The ministry said the requirement to pre-install Internet-filtering programs called “Green Dam” and “Youth Escort” had been postponed indefinitely. It cited concerns by overseas manufacturers that they could not comply with the directive in time as the reason for the delay. But Internet activists and bloggers who had opposed the software as intrusive and unsafe also took credit for the rollback.

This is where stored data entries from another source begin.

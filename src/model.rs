//! Schema descriptors produced by the engine.

use serde::ser::{SerializeMap, Serializer};
use serde::Serialize;

/// Kind of a [`SchemaType`]
#[derive(Debug, Clone, Copy, PartialEq, Eq)]
pub enum SchemaKind {
    Primitive,
    Array,
    Reference,
}

/// The resolved schema of a type: a primitive tag, an array of items, or a
/// reference to a registered model.
#[derive(Debug, Clone, PartialEq, Eq)]
pub enum SchemaType {
    Primitive { name: String, format: Option<String> },
    Reference { name: String },
    Array { item: ItemRef },
}

/// Element of an array schema
#[derive(Debug, Clone, PartialEq, Eq)]
pub struct ItemRef {
    /// Canonical name of the element type
    pub name: String,
    /// Whether the element is a primitive rather than a model
    pub primitive: bool,
}

impl SchemaType {
    pub fn primitive(name: impl Into<String>, format: Option<String>) -> Self {
        SchemaType::Primitive {
            name: name.into(),
            format,
        }
    }

    pub fn reference(name: impl Into<String>) -> Self {
        SchemaType::Reference { name: name.into() }
    }

    pub fn array(item: ItemRef) -> Self {
        SchemaType::Array { item }
    }

    /// Schema of an operation without a response body
    pub fn void() -> Self {
        Self::primitive("void", None)
    }

    pub fn kind(&self) -> SchemaKind {
        match self {
            SchemaType::Primitive { .. } => SchemaKind::Primitive,
            SchemaType::Reference { .. } => SchemaKind::Reference,
            SchemaType::Array { .. } => SchemaKind::Array,
        }
    }

    /// The type tag: the primitive name, the model name, or `array`
    pub fn name(&self) -> &str {
        match self {
            SchemaType::Primitive { name, .. } | SchemaType::Reference { name } => name,
            SchemaType::Array { .. } => "array",
        }
    }

    pub fn format(&self) -> Option<&str> {
        match self {
            SchemaType::Primitive { format, .. } => format.as_deref(),
            _ => None,
        }
    }

    pub fn items(&self) -> Option<&ItemRef> {
        match self {
            SchemaType::Array { item } => Some(item),
            _ => None,
        }
    }

    /// Canonical name of the array element, set only for arrays
    pub fn item_ref(&self) -> Option<&str> {
        self.items().map(|item| item.name.as_str())
    }

    pub fn is_array(&self) -> bool {
        matches!(self, SchemaType::Array { .. })
    }

    /// Whether the schema points at a model that has to be registered
    pub fn needs_registration(&self) -> bool {
        match self {
            SchemaType::Reference { .. } => true,
            SchemaType::Array { item } => !item.primitive,
            SchemaType::Primitive { .. } => false,
        }
    }
}

impl ItemRef {
    pub fn model(name: impl Into<String>) -> Self {
        Self {
            name: name.into(),
            primitive: false,
        }
    }

    pub fn primitive(name: impl Into<String>) -> Self {
        Self {
            name: name.into(),
            primitive: true,
        }
    }
}

impl Serialize for ItemRef {
    fn serialize<S: Serializer>(&self, serializer: S) -> Result<S::Ok, S::Error> {
        let mut map = serializer.serialize_map(Some(1))?;
        if self.primitive {
            map.serialize_entry("type", &self.name)?;
        } else {
            map.serialize_entry("$ref", &self.name)?;
        }
        map.end()
    }
}

/// One field of a model
#[derive(Debug, Clone, PartialEq, Eq, Serialize)]
pub struct PropertyDescriptor {
    #[serde(rename = "type")]
    pub property_type: String,
    #[serde(skip_serializing_if = "Option::is_none")]
    pub format: Option<String>,
    #[serde(skip_serializing_if = "Option::is_none")]
    pub description: Option<String>,
    pub required: bool,
    #[serde(rename = "enum", skip_serializing_if = "Option::is_none")]
    pub enum_values: Option<Vec<String>>,
    #[serde(skip_serializing_if = "Option::is_none")]
    pub items: Option<ItemRef>,
}

impl PropertyDescriptor {
    /// A descriptor carrying the shape of `schema`
    pub fn for_schema(schema: &SchemaType) -> Self {
        Self {
            property_type: schema.name().to_string(),
            format: schema.format().map(str::to_string),
            description: None,
            required: false,
            enum_values: None,
            items: schema.items().cloned(),
        }
    }

    pub fn item_ref(&self) -> Option<&str> {
        self.items.as_ref().map(|item| item.name.as_str())
    }
}

/// Model properties keyed by display name, in discovery order
#[derive(Debug, Clone, Default, PartialEq, Eq)]
pub struct Properties {
    entries: Vec<(String, PropertyDescriptor)>,
}

impl Properties {
    pub fn new() -> Self {
        Self::default()
    }

    /// Insert unless the name is already present; returns whether it was inserted
    pub fn insert_if_absent(&mut self, name: String, property: PropertyDescriptor) -> bool {
        if self.contains(&name) {
            return false;
        }
        self.entries.push((name, property));
        true
    }

    pub fn contains(&self, name: &str) -> bool {
        self.entries.iter().any(|(key, _)| key == name)
    }

    pub fn get(&self, name: &str) -> Option<&PropertyDescriptor> {
        self.entries.iter().find(|(key, _)| key == name).map(|(_, p)| p)
    }

    pub fn keys(&self) -> impl Iterator<Item = &str> {
        self.entries.iter().map(|(key, _)| key.as_str())
    }

    pub fn iter(&self) -> impl Iterator<Item = (&str, &PropertyDescriptor)> {
        self.entries.iter().map(|(key, p)| (key.as_str(), p))
    }

    pub fn len(&self) -> usize {
        self.entries.len()
    }

    pub fn is_empty(&self) -> bool {
        self.entries.is_empty()
    }
}

impl Serialize for Properties {
    fn serialize<S: Serializer>(&self, serializer: S) -> Result<S::Ok, S::Error> {
        let mut map = serializer.serialize_map(Some(self.entries.len()))?;
        for (key, property) in &self.entries {
            map.serialize_entry(key, property)?;
        }
        map.end()
    }
}

/// Full structural description of one model type
#[derive(Debug, Clone, PartialEq, Eq, Serialize)]
pub struct ModelDescriptor {
    pub id: String,
    #[serde(skip_serializing_if = "Option::is_none")]
    pub description: Option<String>,
    #[serde(skip_serializing_if = "Properties::is_empty")]
    pub properties: Properties,
    /// Member names, set only for enums
    #[serde(rename = "values", skip_serializing_if = "Option::is_none")]
    pub enum_values: Option<Vec<String>>,
}

impl ModelDescriptor {
    pub fn new(id: impl Into<String>) -> Self {
        Self {
            id: id.into(),
            description: None,
            properties: Properties::new(),
            enum_values: None,
        }
    }
}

Green Dam, which has already been installed on many school computers in China, was ostensibly conceived to shield children from harmful content such as pornography. But Internet experts around the world quickly unpacked it, showing that the software could be used to filter politics as much as porn. They also claimed it opened up PCs to viruses. In what could become a useful future avenue for countries championing free expression, the U.S. Commerce Department voiced concern that the directive violated international trade rules.
China-watchers, both corporate and academic, are already sifting through the rubble of the Green Dam directive for clues. Is this a de-escalation in the face of international and domestic criticism? If so, does it bode well for future collaborative pushback by foreign companies against government decrees that infringe on basic rights and freedoms? Or was Green Dam an ill-conceived project that was never endorsed by the highest echelons of government and party who have now crushed it to avoid embarrassment?
Whatever the answers to these questions, concerted opposition means that the 40 million PCs sold each year in China won’t come with a spy inside.